For the records below, print the lines from the line with "value.parse()" through the line with "width in viewport" exactly as written; include both end lines and exclude the rest.
======== DATA RECORDS
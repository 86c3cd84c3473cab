use std::path::PathBuf;

use clap::{Args, Parser, Subcommand};
use paddle::PaddleMode;

#[derive(Parser, Debug)]
#[command(
    name = "logpaddle",
    author,
    version,
    about = "Animated request paddles",
    arg_required_else_help = false
)]
pub struct Cli {
    #[command(flatten)]
    pub run: RunArgs,
    #[command(subcommand)]
    pub command: Option<Command>,
}

#[derive(Args, Debug, Default)]
pub struct RunArgs {
    /// Scene configuration file (defaults to `logpaddle.toml` in the user config directory).
    #[arg(long, value_name = "FILE", env = "LOGPADDLE_CONFIG", global = true)]
    pub config: Option<PathBuf>,

    /// How requests are grouped onto paddles (`none`, `single`, `vhost`, `pid`).
    #[arg(long, value_name = "MODE", value_parser = parse_mode, global = true)]
    pub mode: Option<PaddleMode>,

    /// Viewport size in pixels, e.g. `1280x720`.
    #[arg(long, value_name = "WIDTHxHEIGHT", value_parser = parse_dimensions, global = true)]
    pub size: Option<(u32, u32)>,

    /// PNG drawn over each paddle.
    #[arg(long, value_name = "PATH", global = true)]
    pub texture: Option<PathBuf>,

    /// Seed for the request simulation.
    #[arg(long, value_name = "N", global = true)]
    pub seed: Option<u64>,

    /// Present frames as fast as possible instead of waiting for vblank.
    #[arg(long)]
    pub no_vsync: bool,
}

#[derive(Subcommand, Debug)]
pub enum Command {
    /// Run the request simulation without a window and print paddle positions.
    Simulate(SimulateArgs),
    /// Print the resolved configuration file location.
    Where,
}

#[derive(Args, Debug)]
pub struct SimulateArgs {
    /// Number of frames to advance.
    #[arg(long, default_value_t = 600)]
    pub frames: u32,

    /// Seconds per frame.
    #[arg(long, value_name = "SECS", default_value_t = 1.0 / 60.0, value_parser = parse_step)]
    pub dt: f32,

    /// Print paddle state every N frames.
    #[arg(long, value_name = "N", default_value_t = 60, value_parser = clap::value_parser!(u32).range(1..))]
    pub every: u32,
}

pub fn parse() -> Cli {
    Cli::parse()
}

pub fn parse_mode(value: &str) -> Result<PaddleMode, String> {
    if value.trim().is_empty() {
        return Err("paddle mode must not be empty".to_string());
    }
    value.parse()
}

fn parse_step(value: &str) -> Result<f32, String> {
    let step: f32 = value
        .trim()
        .parse()
        .map_err(|_| format!("invalid frame step '{value}'"))?;
    if !step.is_finite() || step <= 0.0 {
        return Err("frame step must be a positive number of seconds".into());
    }
    Ok(step)
}

fn parse_dimensions(value: &str) -> Result<(u32, u32), String> {
    let (w, h) = value
        .split_once(['x', 'X'])
        .ok_or_else(|| "expected WIDTHxHEIGHT".to_string())?;
    let width = w
        .trim()
        .parse::<u32>()
        .map_err(|_| "invalid width in viewport size".to_string())?;
    let height = h
        .trim()
        .parse::<u32>()
        .map_err(|_| "invalid height in viewport size".to_string())?;
    if width == 0 || height == 0 {
        return Err("viewport dimensions must be greater than zero".into());
    }
    Ok((width, height))
}

#[cfg(test)]
mod tests {
    use super::*;

    #[test]
    fn parses_dimensions() {
        assert_eq!(parse_dimensions("800x600").unwrap(), (800, 600));
        assert_eq!(parse_dimensions(" 640 X 480 ").unwrap(), (640, 480));
        assert!(parse_dimensions("800").is_err());
        assert!(parse_dimensions("0x600").is_err());
        assert!(parse_dimensions("wide x 600").is_err());
    }

    #[test]
    fn parses_modes() {
        assert_eq!(parse_mode("vhost").unwrap(), PaddleMode::Vhost);
        assert_eq!(parse_mode("PID").unwrap(), PaddleMode::Pid);
        assert!(parse_mode("").is_err());
        assert!(parse_mode("hosts").is_err());
    }

    #[test]
    fn rejects_non_positive_steps() {
        assert!(parse_step("0").is_err());
        assert!(parse_step("-0.5").is_err());
        assert!(parse_step("NaN").is_err());
        assert_eq!(parse_step("0.25").unwrap(), 0.25);
    }

    #[test]
    fn simulate_subcommand_accepts_global_overrides() {
        let cli = Cli::try_parse_from([
            "logpaddle", "simulate", "--frames", "10", "--dt", "0.1", "--mode", "pid",
        ])
        .unwrap();
        assert_eq!(cli.run.mode, Some(PaddleMode::Pid));
        match cli.command {
            Some(Command::Simulate(args)) => {
                assert_eq!(args.frames, 10);
                assert_eq!(args.dt, 0.1);
                assert_eq!(args.every, 60);
            }
            other => panic!("unexpected command {other:?}"),
        }
    }
}
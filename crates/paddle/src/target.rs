use glam::{Vec2, Vec3};

/// Non-owning handle to a request tracked by some external registry.
#[derive(Debug, Clone, Copy, PartialEq, Eq, Hash, PartialOrd, Ord)]
pub struct RequestId(pub u64);

impl std::fmt::Display for RequestId {
    fn fmt(&self, f: &mut std::fmt::Formatter<'_>) -> std::fmt::Result {
        write!(f, "#{}", self.0)
    }
}

/// A request entity a paddle can follow.
pub trait RequestTarget {
    fn id(&self) -> RequestId;

    /// Predicted point where the request reaches the paddle column.
    fn finish(&self) -> Vec2;

    /// Seconds until the request reaches [`RequestTarget::finish`].
    fn arrival_time(&self) -> f32;

    fn colour(&self) -> Vec3;
}
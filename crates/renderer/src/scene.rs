use paddle::Canvas;

use crate::cache::TextureSource;
use crate::types::FrameInput;

/// Application state driven by the window loop.
///
/// Each frame the loop calls [`Scene::update`] with the elapsed time, then
/// [`Scene::draw`] into a fresh draw list.
pub trait Scene {
    /// Called once after the GPU is ready; resolve texture paths here rather than per frame.
    fn load_textures(&mut self, _textures: &mut dyn TextureSource) {}

    fn resize(&mut self, width: f32, height: f32);

    fn update(&mut self, dt: f32, input: &FrameInput);

    fn draw(&self, canvas: &mut dyn Canvas);

    /// Short status line, shown in the window title when present.
    fn status(&self) -> Option<String> {
        None
    }
}
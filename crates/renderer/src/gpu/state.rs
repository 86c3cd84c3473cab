use anyhow::Result;
use paddle::DrawList;
use raw_window_handle::{HasDisplayHandle, HasWindowHandle};
use winit::dpi::PhysicalSize;

use crate::cache::TextureCache;
use crate::types::RendererConfig;

use super::batch::{build_geometry, QuadVertex};
use super::context::GpuContext;
use super::pipeline::QuadPipeline;
use super::textures::{GpuTextures, WHITE_TEXTURE};

const INITIAL_VERTEX_CAPACITY: usize = 1024;

/// Everything needed to turn a [`DrawList`] into pixels on the window surface.
pub(crate) struct GpuState {
    context: GpuContext,
    pipeline: QuadPipeline,
    textures: TextureCache<GpuTextures>,
    vertex_buffer: wgpu::Buffer,
    vertex_capacity: usize,
    clear_colour: wgpu::Color,
    reported_text: bool,
}

impl GpuState {
    pub(crate) fn new<T>(target: &T, size: PhysicalSize<u32>, config: &RendererConfig) -> Result<Self>
    where
        T: HasDisplayHandle + HasWindowHandle,
    {
        let context = GpuContext::new(target, size, config.vsync)?;
        let textures = GpuTextures::new(&context.device, &context.queue, context.texture_format());
        let pipeline = QuadPipeline::new(
            &context.device,
            context.surface_format,
            textures.layout(),
            (context.size.width, context.size.height),
        );
        let vertex_buffer = create_vertex_buffer(&context.device, INITIAL_VERTEX_CAPACITY);
        let [r, g, b] = config.background;

        Ok(Self {
            context,
            pipeline,
            textures: TextureCache::new(textures),
            vertex_buffer,
            vertex_capacity: INITIAL_VERTEX_CAPACITY,
            clear_colour: wgpu::Color {
                r: r as f64,
                g: g as f64,
                b: b as f64,
                a: 1.0,
            },
            reported_text: false,
        })
    }

    pub(crate) fn size(&self) -> PhysicalSize<u32> {
        self.context.size
    }

    pub(crate) fn resize(&mut self, new_size: PhysicalSize<u32>) {
        self.context.resize(new_size);
        self.pipeline
            .update_viewport(&self.context.queue, (self.context.size.width, self.context.size.height));
    }

    pub(crate) fn textures_mut(&mut self) -> &mut TextureCache<GpuTextures> {
        &mut self.textures
    }

    pub(crate) fn render(&mut self, list: &DrawList) -> Result<(), wgpu::SurfaceError> {
        let geometry = build_geometry(list, WHITE_TEXTURE);
        if geometry.skipped_text > 0 && !self.reported_text {
            tracing::debug!(
                count = geometry.skipped_text,
                "text commands are left to the font backend"
            );
            self.reported_text = true;
        }

        if geometry.vertices.len() > self.vertex_capacity {
            self.vertex_capacity = geometry.vertices.len().next_power_of_two();
            self.vertex_buffer = create_vertex_buffer(&self.context.device, self.vertex_capacity);
            tracing::trace!(capacity = self.vertex_capacity, "grew vertex buffer");
        }
        if !geometry.vertices.is_empty() {
            self.context.queue.write_buffer(
                &self.vertex_buffer,
                0,
                bytemuck::cast_slice(&geometry.vertices),
            );
        }

        let frame = self.context.surface.get_current_texture()?;
        let view = frame
            .texture
            .create_view(&wgpu::TextureViewDescriptor::default());
        let mut encoder = self
            .context
            .device
            .create_command_encoder(&wgpu::CommandEncoderDescriptor {
                label: Some("frame encoder"),
            });

        {
            let mut pass = encoder.begin_render_pass(&wgpu::RenderPassDescriptor {
                label: Some("quad pass"),
                color_attachments: &[Some(wgpu::RenderPassColorAttachment {
                    view: &view,
                    depth_slice: None,
                    resolve_target: None,
                    ops: wgpu::Operations {
                        load: wgpu::LoadOp::Clear(self.clear_colour),
                        store: wgpu::StoreOp::Store,
                    },
                })],
                depth_stencil_attachment: None,
                occlusion_query_set: None,
                timestamp_writes: None,
            });

            if !geometry.batches.is_empty() {
                let backend = self.textures.backend();
                pass.set_pipeline(&self.pipeline.pipeline);
                pass.set_bind_group(0, &self.pipeline.viewport_bind_group, &[]);
                pass.set_vertex_buffer(0, self.vertex_buffer.slice(..));
                for batch in &geometry.batches {
                    let Some(bind_group) = backend
                        .bind_group(batch.texture)
                        .or_else(|| backend.bind_group(WHITE_TEXTURE))
                    else {
                        continue;
                    };
                    pass.set_bind_group(1, bind_group, &[]);
                    pass.draw(batch.vertices.clone(), 0..1);
                }
            }
        }

        self.context.queue.submit(Some(encoder.finish()));
        frame.present();
        Ok(())
    }
}

fn create_vertex_buffer(device: &wgpu::Device, capacity: usize) -> wgpu::Buffer {
    device.create_buffer(&wgpu::BufferDescriptor {
        label: Some("quad vertices"),
        size: (capacity * std::mem::size_of::<QuadVertex>()) as wgpu::BufferAddress,
        usage: wgpu::BufferUsages::VERTEX | wgpu::BufferUsages::COPY_DST,
        mapped_at_creation: false,
    })
}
================
*REPLY:*
    value.parse()
}

fn parse_step(value: &str) -> Result<f32, String> {
    let step: f32 = value
        .trim()
        .parse()
        .map_err(|_| format!("invalid frame step '{value}'"))?;
    if !step.is_finite() || step <= 0.0 {
        return Err("frame step must be a positive number of seconds".into());
    }
    Ok(step)
}

fn parse_dimensions(value: &str) -> Result<(u32, u32), String> {
    let (w, h) = value
        .split_once(['x', 'X'])
        .ok_or_else(|| "expected WIDTHxHEIGHT".to_string())?;
    let width = w
        .trim()
        .parse::<u32>()
        .map_err(|_| "invalid width in viewport size".to_string())?;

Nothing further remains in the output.